My irony was a gnat on an elephant’s ass to her. “Twenty million dollars a year. It wasn’t much to them, they spread their money around.”
“Investing in futures. Especially their own.”
“One hand washes the other.”
“And both get dirty.”
I was getting angrier and angrier—the woman had no remorse, and seemingly, no comprehension of the consequences of her actions. “What did the tribe get out of it? How much of his bloody money did it take to corrupt you?”
“We kept five points.” She was talking as if we were in an accounting seminar. “And we weren’t corrupted. We were never in the drug business.”
“A million a year. No taxes, of course. That’s five million, so far. Which is where you got the money to buy the compound.”
She gave me a savvy look. “Once Juarez was dead and the government took the property, we had to do something. They weren’t going to be around anymore, our revenue had dried up. We needed the money,” she said matter-of-factly. “Gambling’s legit, it would solve all our problems.”
“And how much of it did you skim?”
“Nothing,” she said angrily. “Not one dime. It all went to the betterment of my people.”
“The betterment of your people. That’s a wonderful excuse.” I paced around the desk. “Does Tom Miller know about any of
this? He’s your financial adviser, isn’t he?” I gave her a hard look. “Among other things.” She knew her son had told me about her and Miller.
She smiled. “He isn’t, really. He plays with a little bit of our money. It makes him feel good, necessary. He’s a trend-follower, but he’s not in this league.”
“Not many are. What’s going to happen when he finds out?”
“He’ll be hurt.”
“Hurt? That’s all? He’s a lifer cop, you betrayed the heart and soul of what he believes in.”
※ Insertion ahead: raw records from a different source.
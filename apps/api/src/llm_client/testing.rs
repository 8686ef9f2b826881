//! Canned completion backends for tests. Nothing here touches the network.

use std::sync::atomic::{AtomicUsize, Ordering};
use std::sync::Mutex;

use async_trait::async_trait;

use super::{CompletionBackend, CompletionError};

/// In-process backend with a fixed outcome. Records every call so tests can
/// assert on the exact prompt that crossed the model boundary.
pub struct MockBackend {
    reply: Result<String, String>,
    calls: AtomicUsize,
    last_system: Mutex<Option<String>>,
    last_prompt: Mutex<Option<String>>,
}

impl MockBackend {
    /// A backend that always answers with `text`.
    pub fn replying(text: &str) -> Self {
        Self {
            reply: Ok(text.to_string()),
            calls: AtomicUsize::new(0),
            last_system: Mutex::new(None),
            last_prompt: Mutex::new(None),
        }
    }

    /// A backend whose every call fails with an API error carrying `detail`.
    pub fn failing(detail: &str) -> Self {
        Self {
            reply: Err(detail.to_string()),
            calls: AtomicUsize::new(0),
            last_system: Mutex::new(None),
            last_prompt: Mutex::new(None),
        }
    }

    pub fn call_count(&self) -> usize {
        self.calls.load(Ordering::SeqCst)
    }

    pub fn last_system(&self) -> Option<String> {
        self.last_system.lock().unwrap().clone()
    }

    pub fn last_prompt(&self) -> Option<String> {
        self.last_prompt.lock().unwrap().clone()
    }
}

#[async_trait]
impl CompletionBackend for MockBackend {
    async fn complete(&self, prompt: &str, system: &str) -> Result<String, CompletionError> {
        self.calls.fetch_add(1, Ordering::SeqCst);
        *self.last_prompt.lock().unwrap() = Some(prompt.to_string());
        *self.last_system.lock().unwrap() = Some(system.to_string());

        match &self.reply {
            Ok(text) => Ok(text.clone()),
            Err(detail) => Err(CompletionError::Api {
                status: 429,
                message: detail.clone(),
            }),
        }
    }
}
//! Axum route handlers for the analysis API.

use axum::extract::{Multipart, State};
use axum::http::header;
use axum::response::IntoResponse;
use axum::Json;
use serde::{Deserialize, Serialize};

use crate::analysis::critique::run_critique;
use crate::errors::AppError;
use crate::extract::{MediaType, UploadedDocument};
use crate::llm_client::MODEL;
use crate::state::AppState;

/// Multipart field carrying the resume file.
const RESUME_FIELD: &str = "resume";
/// Multipart field carrying the optional target role.
const ROLE_FIELD: &str = "target_role";
/// Multipart field carrying the optional job description.
const JD_FIELD: &str = "job_description";

/// Filename offered when feedback is downloaded.
const EXPORT_FILENAME: &str = "resume_feedback.md";

// ────────────────────────────────────────────────────────────────────────────
// Request / Response types
// ────────────────────────────────────────────────────────────────────────────

#[derive(Debug, Serialize)]
pub struct AnalyzeResponse {
    /// Markdown feedback, returned exactly as the model produced it.
    pub feedback: String,
    /// Model that produced the feedback.
    pub model: String,
    /// Role the feedback was framed for, after default substitution.
    pub target_role: String,
}

#[derive(Debug, Deserialize)]
pub struct ExportRequest {
    pub feedback: String,
}

// ────────────────────────────────────────────────────────────────────────────
// Handlers
// ────────────────────────────────────────────────────────────────────────────

/// POST /api/v1/analyze
///
/// Multipart form: `resume` (PDF or TXT file, required), `target_role`
/// (optional text), `job_description` (optional text). Runs one completion
/// and returns the Markdown feedback.
pub async fn handle_analyze(
    State(state): State<AppState>,
    mut multipart: Multipart,
) -> Result<Json<AnalyzeResponse>, AppError> {
    let mut document: Option<UploadedDocument> = None;
    let mut target_role: Option<String> = None;
    let mut job_description: Option<String> = None;

    while let Some(field) = multipart
        .next_field()
        .await
        .map_err(|e| AppError::Validation(format!("Malformed multipart request: {e}")))?
    {
        let name = field.name().unwrap_or("").to_string();

        match name.as_str() {
            RESUME_FIELD => {
                let media_type = MediaType::infer(field.content_type(), field.file_name());
                let content = field.bytes().await.map_err(|e| {
                    AppError::Validation(format!("Failed to read resume upload: {e}"))
                })?;
                document = Some(UploadedDocument {
                    content,
                    media_type,
                });
            }
            ROLE_FIELD => {
                target_role = Some(field.text().await.map_err(|e| {
                    AppError::Validation(format!("Failed to read target_role: {e}"))
                })?);
            }
            JD_FIELD => {
                job_description = Some(field.text().await.map_err(|e| {
                    AppError::Validation(format!("Failed to read job_description: {e}"))
                })?);
            }
            _ => {
                // Ignore unknown fields
                let _ = field.bytes().await;
            }
        }
    }

    let document = document.ok_or_else(|| {
        AppError::Validation("Upload a PDF or TXT resume before analyzing.".to_string())
    })?;

    if state.config.openai_api_key.is_empty() {
        return Err(AppError::MissingApiKey);
    }

    let critique = run_critique(
        state.model.as_ref(),
        &document,
        target_role.as_deref(),
        job_description.as_deref(),
    )
    .await?;

    Ok(Json(AnalyzeResponse {
        feedback: critique.feedback,
        model: MODEL.to_string(),
        target_role: critique.target_role,
    }))
}

/// POST /api/v1/analyze/export
///
/// Echoes previously returned feedback back as a Markdown attachment, so a
/// client can offer it as a file download without reshaping anything.
pub async fn handle_export(Json(request): Json<ExportRequest>) -> impl IntoResponse {
    (
        [
            (header::CONTENT_TYPE, "text/markdown".to_string()),
            (
                header::CONTENT_DISPOSITION,
                format!("attachment; filename=\"{EXPORT_FILENAME}\""),
            ),
        ],
        request.feedback,
    )
}

#[cfg(test)]
mod tests {
    use std::sync::Arc;

    use axum::body::Body;
    use axum::http::{Request, StatusCode};
    use http_body_util::BodyExt;
    use serde_json::{json, Value};
    use tower::ServiceExt;

    use super::*;
    use crate::config::Config;
    use crate::llm_client::testing::MockBackend;
    use crate::routes::build_router;

    const BOUNDARY: &str = "critiq-test-boundary";
    const RESUME_TEXT: &str = "John Doe, Software Engineer, 3 years Python";

    fn config_with_key(key: &str) -> Config {
        Config {
            openai_api_key: key.to_string(),
            port: 0,
            rust_log: "info".to_string(),
        }
    }

    fn app(backend: Arc<MockBackend>) -> axum::Router {
        build_router(AppState {
            config: config_with_key("sk-test"),
            model: backend,
        })
    }

    struct MultipartBuilder {
        body: Vec<u8>,
    }

    impl MultipartBuilder {
        fn new() -> Self {
            Self { body: Vec::new() }
        }

        fn text_field(mut self, name: &str, value: &str) -> Self {
            self.body.extend_from_slice(
                format!(
                    "--{BOUNDARY}\r\nContent-Disposition: form-data; name=\"{name}\"\r\n\r\n{value}\r\n"
                )
                .as_bytes(),
            );
            self
        }

        fn file_field(
            mut self,
            name: &str,
            filename: &str,
            content_type: &str,
            content: &[u8],
        ) -> Self {
            self.body.extend_from_slice(
                format!(
                    "--{BOUNDARY}\r\nContent-Disposition: form-data; name=\"{name}\"; \
                     filename=\"{filename}\"\r\nContent-Type: {content_type}\r\n\r\n"
                )
                .as_bytes(),
            );
            self.body.extend_from_slice(content);
            self.body.extend_from_slice(b"\r\n");
            self
        }

        fn finish(mut self) -> Vec<u8> {
            self.body
                .extend_from_slice(format!("--{BOUNDARY}--\r\n").as_bytes());
            self.body
        }
    }

    fn analyze_request(body: Vec<u8>) -> Request<Body> {
        Request::builder()
            .method("POST")
            .uri("/api/v1/analyze")
            .header(
                header::CONTENT_TYPE,
                format!("multipart/form-data; boundary={BOUNDARY}"),
            )
            .body(Body::from(body))
            .unwrap()
    }

    async fn response_json(response: axum::response::Response) -> Value {
        let bytes = response.into_body().collect().await.unwrap().to_bytes();
        serde_json::from_slice(&bytes).unwrap()
    }

    #[tokio::test]
    async fn test_analyze_text_resume_end_to_end() {
        let backend = Arc::new(MockBackend::replying("### Summary\nStrong Python background."));
        let app = app(backend.clone());

        let body = MultipartBuilder::new()
            .file_field(RESUME_FIELD, "resume.txt", "text/plain", RESUME_TEXT.as_bytes())
            .text_field(ROLE_FIELD, "Backend Engineer")
            .finish();

        let response = app.oneshot(analyze_request(body)).await.unwrap();
        assert_eq!(response.status(), StatusCode::OK);

        let json = response_json(response).await;
        assert_eq!(json["feedback"], "### Summary\nStrong Python background.");
        assert_eq!(json["model"], "gpt-4o-mini");
        assert_eq!(json["target_role"], "Backend Engineer");

        assert_eq!(backend.call_count(), 1);
        let prompt = backend.last_prompt().unwrap();
        assert!(prompt.contains("**Backend Engineer**"));
        assert!(prompt.contains(RESUME_TEXT));
        assert!(!prompt.contains("Job Description:"));
    }

    #[tokio::test]
    async fn test_analyze_forwards_job_description() {
        let backend = Arc::new(MockBackend::replying("fine"));
        let app = app(backend.clone());

        let body = MultipartBuilder::new()
            .file_field(RESUME_FIELD, "resume.txt", "text/plain", RESUME_TEXT.as_bytes())
            .text_field(JD_FIELD, "Requires 5 years of Python.")
            .finish();

        let response = app.oneshot(analyze_request(body)).await.unwrap();
        assert_eq!(response.status(), StatusCode::OK);

        let json = response_json(response).await;
        assert_eq!(json["target_role"], "general applications");

        let prompt = backend.last_prompt().unwrap();
        assert!(prompt.contains("\nJob Description:\nRequires 5 years of Python."));
    }

    #[tokio::test]
    async fn test_analyze_without_file_is_rejected_before_any_call() {
        let backend = Arc::new(MockBackend::replying("unused"));
        let app = app(backend.clone());

        let body = MultipartBuilder::new()
            .text_field(ROLE_FIELD, "Backend Engineer")
            .finish();

        let response = app.oneshot(analyze_request(body)).await.unwrap();
        assert_eq!(response.status(), StatusCode::BAD_REQUEST);

        let json = response_json(response).await;
        assert_eq!(json["error"]["code"], "VALIDATION_ERROR");
        assert_eq!(backend.call_count(), 0);
    }

    #[tokio::test]
    async fn test_analyze_without_api_key_reports_actionable_config_error() {
        let backend = Arc::new(MockBackend::replying("unused"));
        let app = build_router(AppState {
            config: config_with_key(""),
            model: backend.clone(),
        });

        let body = MultipartBuilder::new()
            .file_field(RESUME_FIELD, "resume.txt", "text/plain", RESUME_TEXT.as_bytes())
            .finish();

        let response = app.oneshot(analyze_request(body)).await.unwrap();
        assert_eq!(response.status(), StatusCode::SERVICE_UNAVAILABLE);

        let json = response_json(response).await;
        assert_eq!(json["error"]["code"], "MISSING_API_KEY");
        let message = json["error"]["message"].as_str().unwrap();
        assert!(message.contains("OPENAI_API_KEY"));
        assert!(message.contains(".env"));
        assert_eq!(backend.call_count(), 0);
    }

    #[tokio::test]
    async fn test_analyze_unreadable_document_maps_to_unprocessable() {
        let backend = Arc::new(MockBackend::replying("unused"));
        let app = app(backend.clone());

        let body = MultipartBuilder::new()
            .file_field(RESUME_FIELD, "scan.pdf", "application/pdf", b"not a real pdf")
            .finish();

        let response = app.oneshot(analyze_request(body)).await.unwrap();
        assert_eq!(response.status(), StatusCode::UNPROCESSABLE_ENTITY);

        let json = response_json(response).await;
        assert_eq!(json["error"]["code"], "EMPTY_EXTRACTION");
        let message = json["error"]["message"].as_str().unwrap();
        assert!(message.contains("scanned"));
        assert_eq!(backend.call_count(), 0);
    }

    #[tokio::test]
    async fn test_analyze_surfaces_completion_failure_detail() {
        let backend = Arc::new(MockBackend::failing("rate limit exceeded"));
        let app = app(backend.clone());

        let body = MultipartBuilder::new()
            .file_field(RESUME_FIELD, "resume.txt", "text/plain", RESUME_TEXT.as_bytes())
            .finish();

        let response = app.oneshot(analyze_request(body)).await.unwrap();
        assert_eq!(response.status(), StatusCode::BAD_GATEWAY);

        let json = response_json(response).await;
        assert_eq!(json["error"]["code"], "COMPLETION_ERROR");
        let message = json["error"]["message"].as_str().unwrap();
        assert!(message.starts_with("Analysis failed: "), "got: {message}");
        assert!(message.contains("rate limit exceeded"));
    }

    #[tokio::test]
    async fn test_export_wraps_feedback_as_markdown_attachment() {
        let backend = Arc::new(MockBackend::replying("unused"));
        let app = app(backend);

        let feedback = "### Summary\nGood resume.";
        let request = Request::builder()
            .method("POST")
            .uri("/api/v1/analyze/export")
            .header(header::CONTENT_TYPE, "application/json")
            .body(Body::from(json!({ "feedback": feedback }).to_string()))
            .unwrap();

        let response = app.oneshot(request).await.unwrap();
        assert_eq!(response.status(), StatusCode::OK);

        let content_type = response.headers()[header::CONTENT_TYPE].to_str().unwrap();
        assert_eq!(content_type, "text/markdown");
        let disposition = response.headers()[header::CONTENT_DISPOSITION]
            .to_str()
            .unwrap();
        assert_eq!(disposition, "attachment; filename=\"resume_feedback.md\"");

        let bytes = response.into_body().collect().await.unwrap().to_bytes();
        assert_eq!(&bytes[..], feedback.as_bytes());
    }
}
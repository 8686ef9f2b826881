mod analysis;
mod config;
mod errors;
mod extract;
mod llm_client;
mod routes;
mod state;

use anyhow::Result;
use std::net::SocketAddr;
use std::sync::Arc;
use tower_http::{cors::CorsLayer, trace::TraceLayer};
use tracing::{info, warn};
use tracing_subscriber::{layer::SubscriberExt, util::SubscriberInitExt, EnvFilter};

use crate::config::Config;
use crate::llm_client::OpenAiClient;
use crate::routes::build_router;
use crate::state::AppState;

#[tokio::main]
async fn main() -> Result<()> {
    // Load configuration first
    let config = Config::from_env()?;

    // Initialize structured logging
    tracing_subscriber::registry()
        .with(EnvFilter::try_from_default_env().unwrap_or_else(|_| {
            EnvFilter::new(format!("{}={}", env!("CARGO_PKG_NAME"), &config.rust_log))
        }))
        .with(tracing_subscriber::fmt::layer())
        .init();

    info!("Starting Critiq API v{}", env!("CARGO_PKG_VERSION"));

    if config.openai_api_key.is_empty() {
        // Boot anyway: analyze requests report the missing key per call.
        warn!("OPENAI_API_KEY is not set; analysis requests will be rejected until it is");
    }

    // Initialize the completion backend
    let model = Arc::new(OpenAiClient::new(config.openai_api_key.clone()));
    info!("Completion backend initialized (model: {})", llm_client::MODEL);

    // Build app state
    let state = AppState {
        config: config.clone(),
        model,
    };

    // Build router
    let app = build_router(state)
        .layer(TraceLayer::new_for_http())
        .layer(CorsLayer::permissive()); // TODO: tighten CORS in production

    let addr: SocketAddr = format!("0.0.0.0:{}", config.port).parse()?;
    info!("Listening on {addr}");

    let listener = tokio::net::TcpListener::bind(addr).await?;
    axum::serve(listener, app).await?;

    Ok(())
}
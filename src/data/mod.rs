//! Tabular input/output and profile merge plumbing.

pub mod books;
pub mod merge;
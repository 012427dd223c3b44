//! Per-document reduction of sentence score vectors.

use crate::emotion::{EmotionLabel, EmotionProfile, SentenceScores};
use crate::error::EmotionError;

/// Reduce a document's sentence scores to one per-label maximum.
///
/// The reduction is commutative: neither sentence order nor the label order
/// inside each vector affects the result. Degenerate vectors (e.g. from a
/// punctuation-only sentence) participate like any other. An empty document
/// is an error; callers decide whether to surface it or substitute an
/// explicit default.
pub fn max_profile(sentences: &[SentenceScores]) -> Result<EmotionProfile, EmotionError> {
    if sentences.is_empty() {
        return Err(EmotionError::EmptyDocument);
    }

    let mut scores = [0.0f64; EmotionLabel::COUNT];
    for sentence in sentences {
        for (slot, label) in scores.iter_mut().zip(EmotionLabel::ALL) {
            *slot = slot.max(sentence.get(label));
        }
    }
    Ok(EmotionProfile { scores })
}
//! Runtime configuration utilities for bookmood.

use std::env;

use serde::Deserialize;

/// Application configuration resolved from `.env` and defaults.
#[derive(Debug, Clone, Deserialize)]
pub struct Settings {
    /// HTTP endpoint of the pretrained emotion classifier.
    pub classifier_url: String,
    /// Optional bearer token forwarded with classifier requests.
    pub classifier_token: Option<String>,
    /// Per-request timeout for classifier calls, in seconds.
    pub classifier_timeout_secs: u64,
}

impl Settings {
    /// Load configuration from environment with reasonable defaults.
    pub fn load() -> anyhow::Result<Self> {
        dotenvy::dotenv().ok();
        let classifier_url = env::var("CLASSIFIER_URL")
            .unwrap_or_else(|_| "http://127.0.0.1:8080/classify".to_string());
        let classifier_token = env::var("CLASSIFIER_TOKEN").ok();
        let classifier_timeout_secs = env::var("CLASSIFIER_TIMEOUT_SECS")
            .ok()
            .and_then(|v| v.parse().ok())
            .unwrap_or(60);

        Ok(Self {
            classifier_url,
            classifier_token,
            classifier_timeout_secs,
        })
    }
}
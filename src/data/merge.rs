//! Strict identifier join between table rows and aggregated profiles.

use std::collections::HashSet;

use csv::StringRecord;
use indexmap::IndexMap;

use crate::data::books::BookTable;
use crate::emotion::EmotionProfile;
use crate::error::EmotionError;

/// Pair each table row with its profile by document id.
///
/// Both sides must cover exactly the same identifiers. An id present on one
/// side only is a hard failure rather than a dropped row, so the output
/// always has exactly one row per input row.
pub fn join_profiles<'a>(
    table: &'a BookTable,
    profiles: &'a IndexMap<String, EmotionProfile>,
) -> Result<Vec<(&'a StringRecord, &'a EmotionProfile)>, EmotionError> {
    let table_ids: HashSet<&str> = table.documents().iter().map(|d| d.id.as_str()).collect();
    for id in profiles.keys() {
        if !table_ids.contains(id.as_str()) {
            return Err(EmotionError::MergeKey {
                id: id.clone(),
                present: "profiles",
                absent: "table",
            });
        }
    }

    let mut joined = Vec::with_capacity(table.len());
    for (record, doc) in table.rows() {
        let profile = profiles.get(&doc.id).ok_or_else(|| EmotionError::MergeKey {
            id: doc.id.clone(),
            present: "table",
            absent: "profiles",
        })?;
        joined.push((record, profile));
    }
    Ok(joined)
}
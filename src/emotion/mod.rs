//! Emotion label set and per-sentence / per-document score containers.

pub mod aggregate;

use std::fmt;

use serde::{Deserialize, Serialize};

use crate::error::EmotionError;

/// The fixed set of emotion categories produced by the classifier.
///
/// Declared once and shared by the aggregator, the output schema, and the
/// test suite; never inferred from classifier output at runtime.
#[derive(Debug, Clone, Copy, PartialEq, Eq, Hash, Serialize, Deserialize)]
#[serde(rename_all = "lowercase")]
pub enum EmotionLabel {
    Anger,
    Disgust,
    Fear,
    Joy,
    Sadness,
    Surprise,
    Neutral,
}

impl EmotionLabel {
    /// Canonical label ordering, also the order of the appended CSV columns.
    pub const ALL: [EmotionLabel; 7] = [
        EmotionLabel::Anger,
        EmotionLabel::Disgust,
        EmotionLabel::Fear,
        EmotionLabel::Joy,
        EmotionLabel::Sadness,
        EmotionLabel::Surprise,
        EmotionLabel::Neutral,
    ];

    pub const COUNT: usize = Self::ALL.len();

    pub fn as_str(self) -> &'static str {
        match self {
            EmotionLabel::Anger => "anger",
            EmotionLabel::Disgust => "disgust",
            EmotionLabel::Fear => "fear",
            EmotionLabel::Joy => "joy",
            EmotionLabel::Sadness => "sadness",
            EmotionLabel::Surprise => "surprise",
            EmotionLabel::Neutral => "neutral",
        }
    }

    /// Name-based lookup; classifier output ordering is never trusted.
    pub fn from_name(name: &str) -> Option<Self> {
        let needle = name.trim();
        Self::ALL
            .iter()
            .copied()
            .find(|label| label.as_str().eq_ignore_ascii_case(needle))
    }

    fn index(self) -> usize {
        self as usize
    }
}

impl fmt::Display for EmotionLabel {
    fn fmt(&self, f: &mut fmt::Formatter<'_>) -> fmt::Result {
        f.write_str(self.as_str())
    }
}

/// One label/score entry as emitted by the classifier for a sentence.
#[derive(Debug, Clone, Deserialize, Serialize)]
pub struct LabeledScore {
    pub label: String,
    pub score: f64,
}

/// Scores for all seven labels on a single sentence.
#[derive(Debug, Clone, PartialEq)]
pub struct SentenceScores {
    scores: [f64; EmotionLabel::COUNT],
}

impl SentenceScores {
    /// Build from classifier output, matching labels by name rather than by
    /// position. Every label must appear exactly once with a score in [0, 1].
    pub fn from_labeled(entries: &[LabeledScore]) -> Result<Self, EmotionError> {
        let mut scores = [0.0; EmotionLabel::COUNT];
        let mut seen = [false; EmotionLabel::COUNT];
        for entry in entries {
            let label = EmotionLabel::from_name(&entry.label).ok_or_else(|| {
                EmotionError::UnknownLabel {
                    label: entry.label.clone(),
                }
            })?;
            if seen[label.index()] {
                return Err(EmotionError::DuplicateLabel { label });
            }
            if !(0.0..=1.0).contains(&entry.score) {
                return Err(EmotionError::ScoreOutOfRange {
                    label,
                    score: entry.score,
                });
            }
            scores[label.index()] = entry.score;
            seen[label.index()] = true;
        }
        for label in EmotionLabel::ALL {
            if !seen[label.index()] {
                return Err(EmotionError::MissingLabel { label });
            }
        }
        Ok(Self { scores })
    }

    pub fn get(&self, label: EmotionLabel) -> f64 {
        self.scores[label.index()]
    }
}

/// Aggregated per-document scores, one value per label.
#[derive(Debug, Clone, PartialEq)]
pub struct EmotionProfile {
    scores: [f64; EmotionLabel::COUNT],
}

impl EmotionProfile {
    /// Profile assigned under the `neutral` empty-description policy.
    pub fn neutral_default() -> Self {
        let mut scores = [0.0; EmotionLabel::COUNT];
        scores[EmotionLabel::Neutral.index()] = 1.0;
        Self { scores }
    }

    pub fn get(&self, label: EmotionLabel) -> f64 {
        self.scores[label.index()]
    }

    /// Label/score pairs in canonical label order.
    pub fn labeled(&self) -> impl Iterator<Item = (EmotionLabel, f64)> + '_ {
        EmotionLabel::ALL
            .into_iter()
            .map(move |label| (label, self.get(label)))
    }
}
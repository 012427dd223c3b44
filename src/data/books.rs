//! Book table loading and enriched output writing.

use std::{collections::HashSet, path::Path};

use anyhow::{Context, Result};
use csv::StringRecord;
use indexmap::IndexMap;
use tracing::info;

use crate::data::merge;
use crate::emotion::{EmotionLabel, EmotionProfile};
use crate::error::EmotionError;

/// One input row with its identifier and description resolved.
#[derive(Debug, Clone)]
pub struct Document {
    pub id: String,
    pub description: String,
}

/// The loaded input table: original records plus resolved documents,
/// in file order.
#[derive(Debug)]
pub struct BookTable {
    headers: StringRecord,
    records: Vec<StringRecord>,
    documents: Vec<Document>,
}

impl BookTable {
    /// Load a CSV, resolving the identifier and description columns by
    /// header name. Duplicate identifiers are rejected up front so the later
    /// merge cannot silently collapse rows.
    pub fn load(path: &Path, id_column: &str, description_column: &str) -> Result<Self> {
        let mut reader = csv::Reader::from_path(path)
            .with_context(|| format!("opening input table {}", path.display()))?;
        let headers = reader.headers()?.clone();
        let id_idx = column_index(&headers, id_column)?;
        let desc_idx = column_index(&headers, description_column)?;

        let mut records = Vec::new();
        let mut documents = Vec::new();
        let mut seen = HashSet::new();
        for result in reader.records() {
            let record = result?;
            let id = record.get(id_idx).unwrap_or("").trim().to_string();
            if !seen.insert(id.clone()) {
                return Err(EmotionError::DuplicateDocument { id }.into());
            }
            let description = record.get(desc_idx).unwrap_or("").to_string();
            documents.push(Document { id, description });
            records.push(record);
        }
        info!(rows = records.len(), path = %path.display(), "loaded book table");
        Ok(Self {
            headers,
            records,
            documents,
        })
    }

    pub fn len(&self) -> usize {
        self.records.len()
    }

    pub fn is_empty(&self) -> bool {
        self.records.is_empty()
    }

    pub fn documents(&self) -> &[Document] {
        &self.documents
    }

    /// Records paired with their resolved documents, in file order.
    pub fn rows(&self) -> impl Iterator<Item = (&StringRecord, &Document)> {
        self.records.iter().zip(self.documents.iter())
    }

    /// Write the original rows with seven emotion columns appended, one per
    /// label in canonical order. Row identity is preserved via a strict
    /// identifier merge.
    pub fn write_enriched(
        &self,
        path: &Path,
        profiles: &IndexMap<String, EmotionProfile>,
    ) -> Result<()> {
        let joined = merge::join_profiles(self, profiles)?;

        let mut writer = csv::Writer::from_path(path)
            .with_context(|| format!("creating output table {}", path.display()))?;
        let mut header = self.headers.clone();
        for label in EmotionLabel::ALL {
            header.push_field(label.as_str());
        }
        writer.write_record(&header)?;

        for (record, profile) in joined {
            let mut row = record.clone();
            for label in EmotionLabel::ALL {
                row.push_field(&profile.get(label).to_string());
            }
            writer.write_record(&row)?;
        }
        writer.flush()?;
        info!(path = %path.display(), rows = self.len(), "wrote enriched table");
        Ok(())
    }
}

fn column_index(headers: &StringRecord, name: &str) -> Result<usize, EmotionError> {
    headers
        .iter()
        .position(|h| h == name)
        .ok_or_else(|| EmotionError::MissingColumn {
            name: name.to_string(),
        })
}
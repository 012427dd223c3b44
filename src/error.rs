//! Domain error types shared across the pipeline.

use thiserror::Error;

use crate::emotion::EmotionLabel;

/// Failures with a precise cause in the enrichment pipeline.
#[derive(Debug, Error)]
pub enum EmotionError {
    /// A description split into zero sentences under the fail policy.
    #[error("no sentences to score")]
    EmptyDocument,
    /// The classifier omitted one of the seven labels for a sentence.
    #[error("classifier output is missing label `{label}`")]
    MissingLabel { label: EmotionLabel },
    /// The classifier emitted a label outside the fixed set.
    #[error("classifier output contains unknown label `{label}`")]
    UnknownLabel { label: String },
    /// The classifier emitted the same label twice for a sentence.
    #[error("classifier output repeats label `{label}`")]
    DuplicateLabel { label: EmotionLabel },
    /// A score fell outside the unit interval.
    #[error("score {score} for label `{label}` is outside [0, 1]")]
    ScoreOutOfRange { label: EmotionLabel, score: f64 },
    /// The classifier answered with the wrong number of score vectors.
    #[error("classifier returned {got} score vectors for {expected} sentences")]
    BatchArity { expected: usize, got: usize },
    /// The input table lacks a required column.
    #[error("input table has no `{name}` column")]
    MissingColumn { name: String },
    /// The same document identifier occurred on two input rows.
    #[error("document id `{id}` appears more than once in the input table")]
    DuplicateDocument { id: String },
    /// An identifier was present on only one side of the profile merge.
    #[error("merge key `{id}` is present in {present} but absent from {absent}")]
    MergeKey {
        id: String,
        present: &'static str,
        absent: &'static str,
    },
}
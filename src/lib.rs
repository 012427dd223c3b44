//! Library facade exposing the bookmood pipeline modules.

pub mod cli;
pub mod config;
pub mod data;
pub mod emotion;
pub mod error;
pub mod logging;
pub mod nlp;
//! CLI entry-point for scoring a single description.

use anyhow::{Context, Result};
use clap::Args as ClapArgs;
use tracing::instrument;

use crate::config::Settings;
use crate::emotion::aggregate;
use crate::error::EmotionError;
use crate::nlp::{classifier::EmotionClassifier, sentences};

/// Args for the `profile` command.
#[derive(Debug, Clone, ClapArgs)]
pub struct Args {
    /// Description text to score.
    pub text: String,
}

#[instrument(skip(settings))]
pub async fn run(args: Args, settings: Settings) -> Result<()> {
    let sents = sentences::split_sentences(&args.text);
    if sents.is_empty() {
        return Err(EmotionError::EmptyDocument).context("input text has no sentences");
    }

    let clf = EmotionClassifier::new(&settings)?;
    let scores = clf.score_sentences(&sents).await?;
    let profile = aggregate::max_profile(&scores)?;

    let mut out = serde_json::Map::new();
    for (label, score) in profile.labeled() {
        out.insert(label.as_str().to_string(), score.into());
    }
    println!(
        "{}",
        serde_json::to_string_pretty(&serde_json::Value::Object(out))?
    );
    Ok(())
}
The glare she gave me would melt icebergs. “Life isn’t always tidy, Mr. Garrison. I have no regrets about anything I did. We’ve been poor for a hundred and fifty years, ever since you stole our land from us, stole our lives. Drugs aren’t the worst thing that’s ever happened, Indians have been doing hallucinogens forever, it’s part of our religion: It hasn’t killed us. Poverty, disease, high infant mortality, alcoholism, all the shit you gave us—those are real calamities. Who cares, if some bored Anglo housewife in the San Fernando Valley wants to snort powder up her nose, or a junkie in Chicago chooses to smoke crack? What business is that of mine? My people are my business. And I was helping them. You don’t like it, give me back my country and I’ll abide by my own laws.”
I backed away from her. She could be contagious. “Tom Miller isn’t your people.”
“He’ll understand,” she said unwaveringly. “He’s seen the poverty up close for thirty years. You’d be surprised:”
I already was.
“What are you going to do now?” she asked. “There’s no records of the money, we’ve been super-careful, you’ll never get us on that. And I didn’t kill Juarez, and neither did Wayne. Reynaldo was our savior. I cried when I heard he’d been killed.”
“Who did kill him, then?” By now I was almost positive I knew who it was, but when you’re in the middle of the lake already, it doesn’t cost anything to throw out another line.
“Jerome,” she said with certainty. “You’ve got him dead to rights.”
Whether I did or not, she was bullshitting me. Even now, after she’d caught both tits in the wringer.
“You’d want it to be Jerome.”
“Jerome cut down my money tree. Of course I want it to be him. It is him,” she declared fiercely. “It has to be.”